When I moved to 1524 N 21 in Oklahoma City, there were flat mostly empty lawns. Now a mini-urban eco-system flourishes. It is beautiful, it is interesting, even during the depths of winter. But alas for me and my little niche of the ecology during this age of peak oil denial, beauty is in the eye of the beholder, and not all beholders are created equal. Some of them carry guns and may compel obedience to their own personal visions of urban beauty and land use.

In case you haven’t figured it out, the code inspectors have been here for a visit. And suddenly, things that have pretty much been fine for a decade are violations. No appeal, no argument, no nothing. They have all the guns on their side, and that is a powerful argument.

So we just spent an hour or so removing all of the beautiful logs and such which have decorated our ecosystem and contributed to the fertility of the property. Yes, they are weathered and slowly decaying, but that’s their function in the eco-system. they are giving nourishment to the land from which they grew, since most of them derive from two elms that were on our property but that were taken down during ice and wind storms, and one large dead tree that was hit by lightening. A large chunk of that tree has been slowly nourishing a peach tree that I planted, but no more, now it is laying on a pile awaiting disposition. There are no comfortable places now on which I can sit and watch my garden grow while petting my cats or my dogs.
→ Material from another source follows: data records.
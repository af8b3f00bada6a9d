use axum::{
    Extension, Json,
    extract::{Path, Query, State},
    http::StatusCode,
    response::IntoResponse,
};
use serde::Deserialize;
use tracing::warn;
use uuid::Uuid;

use reclaim_db::Database;
use reclaim_db::models::ItemRow;
use reclaim_db::queries::{ItemFilter, SortKey};
use reclaim_types::api::{
    CreateItemRequest, ItemResponse, Success, UpdateItemRequest, UserRef,
};
use reclaim_types::models::{ItemCategory, ItemKind, ItemStatus, Principal};

use crate::auth::AppState;
use crate::blocking;
use crate::error::{ApiError, ApiResult};
use crate::{parse_stored, parse_ts, parse_uuid};

#[derive(Debug, Default, Deserialize)]
pub struct ItemListQuery {
    pub category: Option<ItemCategory>,
    pub kind: Option<ItemKind>,
    pub status: Option<ItemStatus>,
    pub location: Option<String>,
    pub posted_by: Option<Uuid>,
    pub search: Option<String>,
    /// Comma-separated whitelist fields, `-` prefix for descending,
    /// e.g. `sort=-created_at,title`. Defaults to newest first.
    pub sort: Option<String>,
}

// -- Handlers --

pub async fn list(
    State(state): State<AppState>,
    Query(query): Query<ItemListQuery>,
) -> Result<impl IntoResponse, ApiError> {
    let db = state.clone();
    let items = blocking(move || list_items(&db.db, query)).await?;
    Ok(Json(Success::new(items)))
}

pub async fn get(
    State(state): State<AppState>,
    Path(id): Path<Uuid>,
) -> Result<impl IntoResponse, ApiError> {
    let db = state.clone();
    let item = blocking(move || get_item(&db.db, id)).await?;
    Ok(Json(Success::new(item)))
}

pub async fn mine(
    State(state): State<AppState>,
    Extension(principal): Extension<Principal>,
) -> Result<impl IntoResponse, ApiError> {
    let db = state.clone();
    let items = blocking(move || list_my_items(&db.db, &principal)).await?;
    Ok(Json(Success::new(items)))
}

pub async fn create(
    State(state): State<AppState>,
    Extension(principal): Extension<Principal>,
    Json(req): Json<CreateItemRequest>,
) -> Result<impl IntoResponse, ApiError> {
    let db = state.clone();
    let item = blocking(move || create_item(&db.db, &principal, req)).await?;
    Ok((StatusCode::CREATED, Json(Success::new(item))))
}

pub async fn update(
    State(state): State<AppState>,
    Extension(principal): Extension<Principal>,
    Path(id): Path<Uuid>,
    Json(req): Json<UpdateItemRequest>,
) -> Result<impl IntoResponse, ApiError> {
    let db = state.clone();
    let item = blocking(move || update_item(&db.db, &principal, id, req)).await?;
    Ok(Json(Success::new(item)))
}

pub async fn delete(
    State(state): State<AppState>,
    Extension(principal): Extension<Principal>,
    Path(id): Path<Uuid>,
) -> Result<impl IntoResponse, ApiError> {
    let db = state.clone();
    blocking(move || delete_item(&db.db, &principal, id)).await?;
    Ok(Json(Success::new(serde_json::json!({}))))
}

// -- Operations --

pub fn list_items(db: &Database, query: ItemListQuery) -> ApiResult<Vec<ItemResponse>> {
    let sort = match &query.sort {
        None => Vec::new(),
        Some(spec) => spec
            .split(',')
            .map(str::trim)
            .filter(|s| !s.is_empty())
            .map(|s| {
                SortKey::parse(s)
                    .ok_or_else(|| ApiError::validation(format!("Unknown sort field: '{}'", s)))
            })
            .collect::<ApiResult<Vec<_>>>()?,
    };

    let filter = ItemFilter {
        category: query.category.map(|c| c.as_str().to_string()),
        kind: query.kind.map(|k| k.as_str().to_string()),
        status: query.status.map(|s| s.as_str().to_string()),
        location: query.location,
        posted_by: query.posted_by.map(|id| id.to_string()),
        search: query
            .search
            .map(|s| s.trim().to_string())
            .filter(|s| !s.is_empty()),
        sort,
    };

    db.list_items(&filter)?
        .into_iter()
        .map(item_response)
        .collect()
}

pub fn get_item(db: &Database, id: Uuid) -> ApiResult<ItemResponse> {
    let row = db
        .item_by_id(&id.to_string())?
        .ok_or(ApiError::NotFound("Item"))?;
    item_response(row)
}

pub fn list_my_items(db: &Database, principal: &Principal) -> ApiResult<Vec<ItemResponse>> {
    db.items_by_poster(&principal.id.to_string())?
        .into_iter()
        .map(item_response)
        .collect()
}

pub fn create_item(
    db: &Database,
    principal: &Principal,
    req: CreateItemRequest,
) -> ApiResult<ItemResponse> {
    let title = req.title.trim();
    let description = req.description.trim();
    let location = req.location.trim();

    if title.is_empty() {
        return Err(ApiError::validation("Please provide a title"));
    }
    if description.is_empty() {
        return Err(ApiError::validation("Please provide a description"));
    }
    if location.is_empty() {
        return Err(ApiError::validation(
            "Please provide the location where it was found/lost",
        ));
    }

    let id = Uuid::new_v4();
    let images_json = serde_json::to_string(&req.images)
        .map_err(|e| ApiError::Internal(anyhow::anyhow!("encode images: {}", e)))?;

    db.insert_item(
        &id.to_string(),
        title,
        description,
        req.category.as_str(),
        location,
        req.kind.as_str(),
        &images_json,
        &principal.id.to_string(),
    )?;

    get_item(db, id)
}

/// Partial update; absent fields keep their stored value. Owner or admin
/// only, and every provided field is re-validated.
pub fn update_item(
    db: &Database,
    principal: &Principal,
    id: Uuid,
    req: UpdateItemRequest,
) -> ApiResult<ItemResponse> {
    let row = db
        .item_by_id(&id.to_string())?
        .ok_or(ApiError::NotFound("Item"))?;
    authorize_owner(&row, principal)?;

    let title = match req.title {
        Some(t) if t.trim().is_empty() => {
            return Err(ApiError::validation("Please provide a title"));
        }
        Some(t) => t.trim().to_string(),
        None => row.title,
    };
    let description = match req.description {
        Some(d) if d.trim().is_empty() => {
            return Err(ApiError::validation("Please provide a description"));
        }
        Some(d) => d.trim().to_string(),
        None => row.description,
    };
    let location = match req.location {
        Some(l) if l.trim().is_empty() => {
            return Err(ApiError::validation(
                "Please provide the location where it was found/lost",
            ));
        }
        Some(l) => l.trim().to_string(),
        None => row.location,
    };
    let category = req
        .category
        .map(|c| c.as_str().to_string())
        .unwrap_or(row.category);
    let kind = req.kind.map(|k| k.as_str().to_string()).unwrap_or(row.kind);
    let status = req
        .status
        .map(|s| s.as_str().to_string())
        .unwrap_or(row.status);
    let images_json = match req.images {
        Some(images) => serde_json::to_string(&images)
            .map_err(|e| ApiError::Internal(anyhow::anyhow!("encode images: {}", e)))?,
        None => row.images,
    };

    db.update_item(
        &row.id,
        &title,
        &description,
        &category,
        &location,
        &kind,
        &status,
        &images_json,
    )?;

    get_item(db, id)
}

pub fn delete_item(db: &Database, principal: &Principal, id: Uuid) -> ApiResult<()> {
    let row = db
        .item_by_id(&id.to_string())?
        .ok_or(ApiError::NotFound("Item"))?;
    authorize_owner(&row, principal)?;

    db.delete_item(&row.id)?;
    Ok(())
}

fn authorize_owner(row: &ItemRow, principal: &Principal) -> ApiResult<()> {
    if row.posted_by != principal.id.to_string() && !principal.is_admin() {
        return Err(ApiError::Unauthorized);
    }
    Ok(())
}

fn item_response(row: ItemRow) -> ApiResult<ItemResponse> {
    let images: Vec<String> = serde_json::from_str(&row.images).unwrap_or_else(|e| {
        warn!("Corrupt images on item '{}': {}", row.id, e);
        Vec::new()
    });

    Ok(ItemResponse {
        id: parse_uuid(&row.id, "item"),
        title: row.title,
        description: row.description,
        category: parse_stored(&row.category)?,
        location: row.location,
        kind: parse_stored(&row.kind)?,
        status: parse_stored(&row.status)?,
        images,
        posted_by: UserRef {
            id: parse_uuid(&row.posted_by, "item poster"),
            name: row.poster_name,
            username: row.poster_username,
        },
        created_at: parse_ts(&row.created_at, "item"),
    })
}

#[cfg(test)]
mod tests {
    use super::*;
    use crate::testutil::{seed_user, test_db};
    use reclaim_types::models::Role;

    fn wallet_req() -> CreateItemRequest {
        CreateItemRequest {
            title: "Black wallet".into(),
            description: "Leather, worn at the corners".into(),
            category: ItemCategory::Wallets,
            location: "Main library, floor 2".into(),
            kind: ItemKind::Lost,
            images: vec!["/uploads/wallet.jpg".into()],
        }
    }

    #[test]
    fn create_sets_poster_and_active_status() {
        let db = test_db();
        let ada = seed_user(&db, "Ada", "ada", Role::User);

        let item = create_item(&db, &ada, wallet_req()).unwrap();
        assert_eq!(item.posted_by.id, ada.id);
        assert_eq!(item.status, ItemStatus::Active);
        assert_eq!(item.images, vec!["/uploads/wallet.jpg".to_string()]);
    }

    #[test]
    fn create_rejects_blank_required_fields() {
        let db = test_db();
        let ada = seed_user(&db, "Ada", "ada", Role::User);

        let mut req = wallet_req();
        req.title = "   ".into();
        assert!(matches!(
            create_item(&db, &ada, req),
            Err(ApiError::Validation(_))
        ));
    }

    #[test]
    fn only_owner_or_admin_may_update() {
        let db = test_db();
        let ada = seed_user(&db, "Ada", "ada", Role::User);
        let bob = seed_user(&db, "Bob", "bob", Role::User);
        let moderator = seed_user(&db, "Mod", "moderator", Role::Admin);

        let item = create_item(&db, &ada, wallet_req()).unwrap();

        let update = |by: &Principal, title: &str| {
            update_item(
                &db,
                by,
                item.id,
                UpdateItemRequest {
                    title: Some(title.into()),
                    ..Default::default()
                },
            )
        };

        assert!(matches!(
            update(&bob, "Bob's now"),
            Err(ApiError::Unauthorized)
        ));
        assert_eq!(update(&ada, "Black leather wallet").unwrap().title, "Black leather wallet");
        assert_eq!(update(&moderator, "Moderated title").unwrap().title, "Moderated title");
    }

    #[test]
    fn only_owner_or_admin_may_delete() {
        let db = test_db();
        let ada = seed_user(&db, "Ada", "ada", Role::User);
        let bob = seed_user(&db, "Bob", "bob", Role::User);
        let moderator = seed_user(&db, "Mod", "moderator", Role::Admin);

        let item = create_item(&db, &ada, wallet_req()).unwrap();
        assert!(matches!(
            delete_item(&db, &bob, item.id),
            Err(ApiError::Unauthorized)
        ));
        delete_item(&db, &moderator, item.id).unwrap();
        assert!(matches!(
            get_item(&db, item.id),
            Err(ApiError::NotFound("Item"))
        ));
    }

    #[test]
    fn missing_item_is_not_found() {
        let db = test_db();
        let ada = seed_user(&db, "Ada", "ada", Role::User);
        let ghost = Uuid::new_v4();
        assert!(matches!(get_item(&db, ghost), Err(ApiError::NotFound("Item"))));
        assert!(matches!(
            delete_item(&db, &ada, ghost),
            Err(ApiError::NotFound("Item"))
        ));
    }

    #[test]
    fn list_rejects_unknown_sort_fields() {
        let db = test_db();
        let query = ItemListQuery {
            sort: Some("-created_at,password".into()),
            ..Default::default()
        };
        assert!(matches!(
            list_items(&db, query),
            Err(ApiError::Validation(_))
        ));
    }

    #[test]
    fn list_filters_on_location_and_poster() {
        let db = test_db();
        let ada = seed_user(&db, "Ada", "ada", Role::User);
        let bob = seed_user(&db, "Bob", "bob", Role::User);

        create_item(&db, &ada, wallet_req()).unwrap();
        let mut bob_req = wallet_req();
        bob_req.title = "Umbrella".into();
        bob_req.location = "Bus stop".into();
        create_item(&db, &bob, bob_req).unwrap();

        let at_bus_stop = list_items(
            &db,
            ItemListQuery {
                location: Some("Bus stop".into()),
                ..Default::default()
            },
        )
        .unwrap();
        assert_eq!(at_bus_stop.len(), 1);
        assert_eq!(at_bus_stop[0].title, "Umbrella");

        let by_ada = list_items(
            &db,
            ItemListQuery {
                posted_by: Some(ada.id),
                ..Default::default()
            },
        )
        .unwrap();
        assert_eq!(by_ada.len(), 1);
        assert_eq!(by_ada[0].posted_by.id, ada.id);
    }

    #[test]
    fn mine_returns_only_the_callers_items() {
        let db = test_db();
        let ada = seed_user(&db, "Ada", "ada", Role::User);
        let bob = seed_user(&db, "Bob", "bob", Role::User);

        create_item(&db, &ada, wallet_req()).unwrap();
        let mut bob_req = wallet_req();
        bob_req.title = "Calculus textbook".into();
        bob_req.category = ItemCategory::Books;
        create_item(&db, &bob, bob_req).unwrap();

        let mine = list_my_items(&db, &ada).unwrap();
        assert_eq!(mine.len(), 1);
        assert_eq!(mine[0].title, "Black wallet");
    }
}
/// Database row types — these map directly to SQLite rows. Distinct from the
/// reclaim-types API models to keep the storage layer independent; ids and
/// timestamps stay as TEXT here and are parsed at the API boundary.

pub struct UserRow {
    pub id: String,
    pub name: String,
    pub username: String,
    pub password: String,
    pub role: String,
    pub created_at: String,
}

/// Item joined with its poster's public identity.
pub struct ItemRow {
    pub id: String,
    pub title: String,
    pub description: String,
    pub category: String,
    pub location: String,
    pub kind: String,
    pub status: String,
    pub images: String,
    pub posted_by: String,
    pub poster_name: String,
    pub poster_username: String,
    pub created_at: String,
}

pub struct ClaimRow {
    pub id: String,
    pub item_id: String,
    pub claimant_id: String,
    pub description: String,
    pub status: String,
    pub owner_message: Option<String>,
    pub created_at: String,
}

/// Claim joined with claimant identity and item title/kind, for the owner's
/// review list. Rows only exist while the item does (inner join).
pub struct IncomingClaimRow {
    pub id: String,
    pub description: String,
    pub status: String,
    pub owner_message: Option<String>,
    pub claimant_id: String,
    pub claimant_name: String,
    pub claimant_username: String,
    pub item_id: String,
    pub item_title: String,
    pub item_kind: String,
    pub created_at: String,
}

pub struct MessageRow {
    pub id: String,
    pub item_id: String,
    pub sender_id: String,
    pub receiver_id: String,
    pub text: String,
    pub read: bool,
    pub created_at: String,
}

/// Message joined with both participants and the item, feeding the thread
/// fold. Inner joins silently drop messages whose item or either user is
/// gone, which is exactly the skip behavior the inbox wants.
pub struct ThreadMessageRow {
    pub id: String,
    pub item_id: String,
    pub item_title: String,
    pub sender_id: String,
    pub sender_name: String,
    pub sender_username: String,
    pub receiver_id: String,
    pub receiver_name: String,
    pub receiver_username: String,
    pub text: String,
    pub read: bool,
    pub created_at: String,
}

pub struct NotificationRow {
    pub id: String,
    pub recipient_id: String,
    pub message: String,
    pub related_item_id: String,
    pub is_read: bool,
    pub created_at: String,
}
pub mod api;
pub mod models;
Yet these same inspectors have nothing to say about the practices of many of my neighbors, and of Oklahoma City government, who spray toxic cancer-causing chemical stews across the landscape with careless abandon. Who cares if kids get leukemia or women get breast cancer? Victorian England was the mature culmination of landscape design, and we must replicate that everywhere. A place for everything, and everything in its place. Nature is our enemy, it must not be nurtured, it must be whipped into submission. When it comes to ecology, the ruling ethos Oklahoma City is “we don’t need none and we ain’t gettin’ none either.”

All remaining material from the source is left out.